Laune der Natur Die Toten Hosen: Zwischen Trauer und Euphorie
Berlin (dpa) - Was kann man von einer Band erwarten, die seit 35 Jahren am Start ist? Die 1982 in der Düsseldorfer Punk-Szene anfing und längst zu den kommerziell erfolgreichsten Gruppen des Landes gehört?
Berlin (dpa) - Was kann man von einer Band erwarten, die seit 35 Jahren am Start ist? Die 1982 in der Düsseldorfer Punk-Szene anfing und längst zu den kommerziell erfolgreichsten Gruppen des Landes gehört?

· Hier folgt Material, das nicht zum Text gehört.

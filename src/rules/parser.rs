// Parsers for `ip rule show` output

use std::collections::HashMap;
use std::path::Path;

use super::Rule;
use crate::error::{AppError, AppResult};

/// iproute2 table name files, later entries override earlier ones
const RT_TABLES_FILES: &[&str] = &["/usr/share/iproute2/rt_tables", "/etc/iproute2/rt_tables"];
const RT_TABLES_DIRS: &[&str] = &["/usr/share/iproute2/rt_tables.d", "/etc/iproute2/rt_tables.d"];

/// Routing table names as iproute2 prints them, mapped to table ids
#[derive(Debug, Clone)]
pub struct TableNames {
    names: HashMap<String, u32>,
}

impl Default for TableNames {
    fn default() -> Self {
        let names = [("default", 253), ("main", 254), ("local", 255)]
            .into_iter()
            .map(|(name, id)| (name.to_string(), id))
            .collect();
        TableNames { names }
    }
}

impl TableNames {
    /// Reserved names plus everything in the system `rt_tables` files
    pub fn load() -> Self {
        let mut names = TableNames::default();

        for file in RT_TABLES_FILES {
            names.extend_from_file(Path::new(file));
        }

        for dir in RT_TABLES_DIRS {
            let Ok(entries) = std::fs::read_dir(dir) else {
                continue;
            };
            let mut files: Vec<_> = entries
                .filter_map(|e| e.ok())
                .map(|e| e.path())
                .filter(|path| path.extension().is_some_and(|ext| ext == "conf"))
                .collect();
            files.sort();

            for file in files {
                names.extend_from_file(&file);
            }
        }

        names
    }

    fn extend_from_file(&mut self, path: &Path) {
        if let Ok(content) = std::fs::read_to_string(path) {
            self.extend_from(&content);
        }
    }

    /// Add `<id> <name>` lines in `rt_tables` format; ids may be hex (`0x..`)
    pub fn extend_from(&mut self, content: &str) {
        for line in content.lines() {
            let line = line.trim();
            if line.is_empty() || line.starts_with('#') {
                continue;
            }

            let mut fields = line.split_whitespace();
            let (Some(id), Some(name)) = (fields.next(), fields.next()) else {
                continue;
            };

            let id = match id.strip_prefix("0x") {
                Some(hex) => u32::from_str_radix(hex, 16).ok(),
                None => id.parse().ok(),
            };

            match id {
                Some(id) => {
                    self.names.insert(name.to_string(), id);
                }
                None => tracing::debug!("Ignoring malformed rt_tables line '{}'", line),
            }
        }
    }

    /// Resolve a table as printed by iproute2, either a number or a name
    pub fn resolve(&self, table: &str) -> Option<u32> {
        table
            .parse()
            .ok()
            .or_else(|| self.names.get(table).copied())
    }
}

/// Parse JSON output from `ip -json -4 rule show`
pub fn parse_rule_json(json_str: &str, tables: &TableNames) -> AppResult<Vec<Rule>> {
    if json_str.trim().is_empty() {
        return Ok(Vec::new());
    }

    let rules: Vec<serde_json::Value> = serde_json::from_str(json_str)?;

    let parsed = rules
        .iter()
        .map(|rule| {
            let source = rule
                .get("src")
                .and_then(|v| v.as_str())
                .filter(|src| *src != "all")
                .map(String::from);

            let source_len = rule
                .get("srclen")
                .and_then(|v| v.as_u64())
                .and_then(|len| u8::try_from(len).ok());

            let table = match rule.get("table") {
                Some(serde_json::Value::String(name)) => {
                    let id = tables.resolve(name);
                    if id.is_none() {
                        tracing::debug!("Unknown routing table name '{}'", name);
                    }
                    id
                }
                Some(value) => value.as_u64().and_then(|id| u32::try_from(id).ok()),
                None => None,
            };

            let priority = rule
                .get("priority")
                .and_then(|v| v.as_u64())
                .and_then(|p| u32::try_from(p).ok());

            Rule {
                priority,
                source,
                source_len,
                table,
            }
        })
        .collect();

    Ok(parsed)
}

/// Parse plain output from `ip -4 rule show`
pub fn parse_rule_text(output: &str, tables: &TableNames) -> AppResult<Vec<Rule>> {
    let mut rules = Vec::new();

    for line in output.lines() {
        let parts: Vec<&str> = line.split_whitespace().collect();
        let Some(first) = parts.first() else {
            continue;
        };

        let priority = first
            .strip_suffix(':')
            .and_then(|p| p.parse().ok())
            .ok_or_else(|| AppError::OutputParse(format!("missing priority in '{}'", line)))?;

        let mut source = None;
        let mut table = None;

        let mut i = 1;
        while i < parts.len() {
            match (parts[i], parts.get(i + 1).copied()) {
                ("from", Some(src)) => {
                    if src != "all" {
                        source = Some(src.to_string());
                    }
                    i += 2;
                }
                ("lookup", Some(name)) | ("table", Some(name)) => {
                    table = tables.resolve(name);
                    i += 2;
                }
                _ => {
                    i += 1;
                }
            }
        }

        rules.push(Rule {
            priority: Some(priority),
            source,
            source_len: None,
            table,
        });
    }

    Ok(rules)
}

#[cfg(test)]
mod tests {
    use super::*;

    const RULE_JSON: &str = r#"[
        {"priority":0,"src":"all","table":"local"},
        {"priority":5,"src":"10.0.1.0","srclen":24,"table":"200"},
        {"priority":5,"src":"10.0.9.9","table":"200"},
        {"priority":32766,"src":"all","table":"main"},
        {"priority":32767,"src":"all","table":"default"}
    ]"#;

    const RT_TABLES: &str = "#\n\
                             # reserved values\n\
                             #\n\
                             255\tlocal\n\
                             254\tmain\n\
                             253\tdefault\n\
                             0\tunspec\n\
                             200 vpn\n\
                             0xc9\tbackup\n\
                             bogus line\n";

    fn named_tables() -> TableNames {
        let mut tables = TableNames::default();
        tables.extend_from(RT_TABLES);
        tables
    }

    #[test]
    fn test_table_names_builtin() {
        let tables = TableNames::default();
        assert_eq!(tables.resolve("main"), Some(254));
        assert_eq!(tables.resolve("local"), Some(255));
        assert_eq!(tables.resolve("default"), Some(253));
        assert_eq!(tables.resolve("200"), Some(200));
        assert_eq!(tables.resolve("vpn"), None);
    }

    #[test]
    fn test_table_names_from_rt_tables() {
        let tables = named_tables();
        assert_eq!(tables.resolve("vpn"), Some(200));
        assert_eq!(tables.resolve("backup"), Some(201));
        assert_eq!(tables.resolve("unspec"), Some(0));
        assert_eq!(tables.resolve("line"), None);
    }

    #[test]
    fn test_parse_rule_json_named_table() {
        let json = r#"[{"priority":5,"src":"10.0.1.0","srclen":24,"table":"vpn"}]"#;

        let rules = parse_rule_json(json, &named_tables()).unwrap();
        assert_eq!(rules[0].table, Some(200));

        // without the name mapping the table stays unknown
        let rules = parse_rule_json(json, &TableNames::default()).unwrap();
        assert_eq!(rules[0].table, None);
    }

    #[test]
    fn test_parse_rule_text_named_table() {
        let rules = parse_rule_text("5:\tfrom 10.0.1.0/24 lookup vpn\n", &named_tables()).unwrap();

        assert_eq!(rules[0].table, Some(200));
        assert_eq!(rules[0].source_id().as_deref(), Some("10.0.1.0/24"));
    }

    #[test]
    fn test_parse_rule_json() {
        let rules = parse_rule_json(RULE_JSON, &TableNames::default()).unwrap();
        assert_eq!(rules.len(), 5);

        assert_eq!(rules[0].source, None);
        assert_eq!(rules[0].table, Some(255));

        assert_eq!(rules[1].priority, Some(5));
        assert_eq!(rules[1].source.as_deref(), Some("10.0.1.0"));
        assert_eq!(rules[1].source_len, Some(24));
        assert_eq!(rules[1].table, Some(200));
        assert_eq!(rules[1].source_id().as_deref(), Some("10.0.1.0/24"));

        assert_eq!(rules[2].source_id().as_deref(), Some("10.0.9.9/32"));
        assert_eq!(rules[3].table, Some(254));
    }

    #[test]
    fn test_parse_rule_json_empty_output() {
        assert!(parse_rule_json("\n", &TableNames::default()).unwrap().is_empty());
    }

    #[test]
    fn test_parse_rule_text() {
        let output = "0:\tfrom all lookup local\n\
                      5:\tfrom 10.0.1.0/24 lookup 200\n\
                      32766:\tfrom all lookup main\n";

        let rules = parse_rule_text(output, &TableNames::default()).unwrap();
        assert_eq!(rules.len(), 3);

        assert_eq!(rules[0].source, None);
        assert_eq!(rules[1].priority, Some(5));
        assert_eq!(rules[1].source_id().as_deref(), Some("10.0.1.0/24"));
        assert_eq!(rules[1].table, Some(200));
        assert_eq!(rules[2].table, Some(254));
    }

    #[test]
    fn test_parse_rule_text_rejects_missing_priority() {
        assert!(parse_rule_text("from all lookup main", &TableNames::default()).is_err());
    }
}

Mit „Laune der Natur“ veröffentlichen Die Toten Hosen jetzt ihr nunmehr 16. Studioalbum. Es ist mal krachend laut, mal ruhig und leise. Es erzählt von Abschied und Endlichkeit, feiert aber auch das Leben und die Liebe - mit all ihren Dramen.

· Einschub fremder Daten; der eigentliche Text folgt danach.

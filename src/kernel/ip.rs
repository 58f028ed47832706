// iproute2-backed kernel table access

use std::process::Command;

use super::{KernelTables, RuleSpec};
use crate::error::{AppError, AppResult};
use crate::routes::{parser as route_parser, Route};
use crate::rules::parser::{self as rule_parser, TableNames};
use crate::rules::Rule;

/// Drives the `ip` utility to read routes and rules and to change rules
#[derive(Debug, Clone)]
pub struct IpCommand {
    program: String,
}

impl IpCommand {
    pub fn new(program: impl Into<String>) -> Self {
        IpCommand {
            program: program.into(),
        }
    }

    fn run(&self, args: &[String]) -> AppResult<String> {
        let output = Command::new(&self.program)
            .args(args)
            .output()
            .map_err(|e| AppError::CommandExecution(format!("{}: {}", self.program, e)))?;

        if !output.status.success() {
            return Err(AppError::CommandFailed {
                command: format!("{} {}", self.program, args.join(" ")),
                status: output.status.to_string(),
                stderr: String::from_utf8_lossy(&output.stderr).trim().to_string(),
            });
        }

        Ok(String::from_utf8_lossy(&output.stdout).into_owned())
    }
}

fn args(parts: &[&str]) -> Vec<String> {
    parts.iter().map(|p| p.to_string()).collect()
}

/// `-N` makes iproute2 print table ids instead of names from `rt_tables`
const RULE_LIST_JSON: &[&str] = &["-N", "-json", "-4", "rule", "show"];
const RULE_LIST_TEXT: &[&str] = &["-4", "rule", "show"];

/// Arguments for `ip -4 rule add|del from <src> table <t> [priority <p>]`
pub fn rule_args(action: &str, rule: &RuleSpec) -> Vec<String> {
    let mut argv = args(&["-4", "rule", action, "from"]);
    argv.push(rule.source.to_string());
    argv.push("table".to_string());
    argv.push(rule.table.to_string());

    if let Some(priority) = rule.priority {
        argv.push("priority".to_string());
        argv.push(priority.to_string());
    }

    argv
}

impl KernelTables for IpCommand {
    fn list_routes(&self) -> AppResult<Vec<Route>> {
        // Try `ip -json` first, older iproute2 builds lack it
        match self.run(&args(&["-json", "-4", "route", "show"])) {
            Ok(stdout) => route_parser::parse_ip_json(&stdout),
            Err(e) => {
                tracing::debug!("ip -json route show failed, falling back to text: {}", e);
                let stdout = self.run(&args(&["-4", "route", "show"]))?;
                route_parser::parse_ip_route(&stdout)
            }
        }
    }

    fn list_rules(&self) -> AppResult<Vec<Rule>> {
        // Names are still resolved for iproute2 builds that ignore or lack `-N`
        let tables = TableNames::load();

        match self.run(&args(RULE_LIST_JSON)) {
            Ok(stdout) => rule_parser::parse_rule_json(&stdout, &tables),
            Err(e) => {
                tracing::debug!("ip -N -json rule show failed, falling back to text: {}", e);
                let stdout = self.run(&args(RULE_LIST_TEXT))?;
                rule_parser::parse_rule_text(&stdout, &tables)
            }
        }
    }

    fn add_rule(&self, rule: &RuleSpec) -> AppResult<()> {
        self.run(&rule_args("add", rule)).map(|_| ())
    }

    fn del_rule(&self, rule: &RuleSpec) -> AppResult<()> {
        self.run(&rule_args("del", rule)).map(|_| ())
    }
}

„Das Leben war eine Achterbahn“: So beschreiben die Hosen selbst ihre vergangenen fünf Jahre im Beiheft der CD. Auf das Erfolgsalbum „Ballast der Republik“ (2012) folgte die größte Tour der Band vor mehr als einer Million Fans. Doch neben all den Reisen, Partys und Konzerten gab es auch bittere Momente und Verluste: Mit Bandmanager Jochen Hülder und Ex-Drummer Wolfgang Rohde (Wölli) starben 2015 und 2016 gleich zwei enge Wegbegleiter.
Vor ungefähr zwei Jahren, als die „Ballast“-Euphorie etwas verklungen war, fingen Andi, Breiti, Campino, Kuddel und Vom Ritchie an, sich mit einem neuen Album zu beschäftigen. „Am Anfang ist es wie bei einem Feld, auf dem du stehst und alles ist neblig“, erklärt Sänger Campino im dpa-Interview. „Man tastet sich langsam nach vorne, dabei wirft man alles in den Ring und erlaubt sich erst einmal keine Schere im Kopf.“
Wie schon beim Vorgängeralbum wurde der 54-Jährige bei vielen Songtexten von seinem Kumpel, Rapper Marteria (34), unterstützt. Die Freundschaft der beiden sei eine Glücksbegegnung, erklärt Campino. „Wir haben uns vor sieben Jahren getroffen, angesehen, miteinander gesprochen und wussten schnell, dass wir zusammengehören.“
Aus einem Sammelsurium von über 200 Songversionen sind letztlich 15 Stücke herausgekommen. Es knallt gleich zu Beginn mit dem sehr rasanten „Urknall“, etwas überproduziert kommt die Single „Unter den Wolken“ daher, die Mitte April direkt auf Platz zwei der Charts eingestiegen war. Es gibt alberne Lieder wie „Wannsee“, aber auch melancholisch-nachdenkliche Songs wie „Geisterhaus“.
Nach dem lauten ersten Teil finden sich in der zweiten Albumhälfte Liebeslieder wie „Alles passiert“, „Die Schöne und das Biest“ oder „Lass los“. Sie alle vereint - und das ist typisch für die Toten Hosen - dass sie kein gutes Ende nehmen. Kann Campino denn keine romantischen Songs mit Happy End schreiben? Er bekomme es einfach nicht hin, etwas Normales in dieser Richtung abzuliefern, ihn habe das Abgründige seit jeher fasziniert.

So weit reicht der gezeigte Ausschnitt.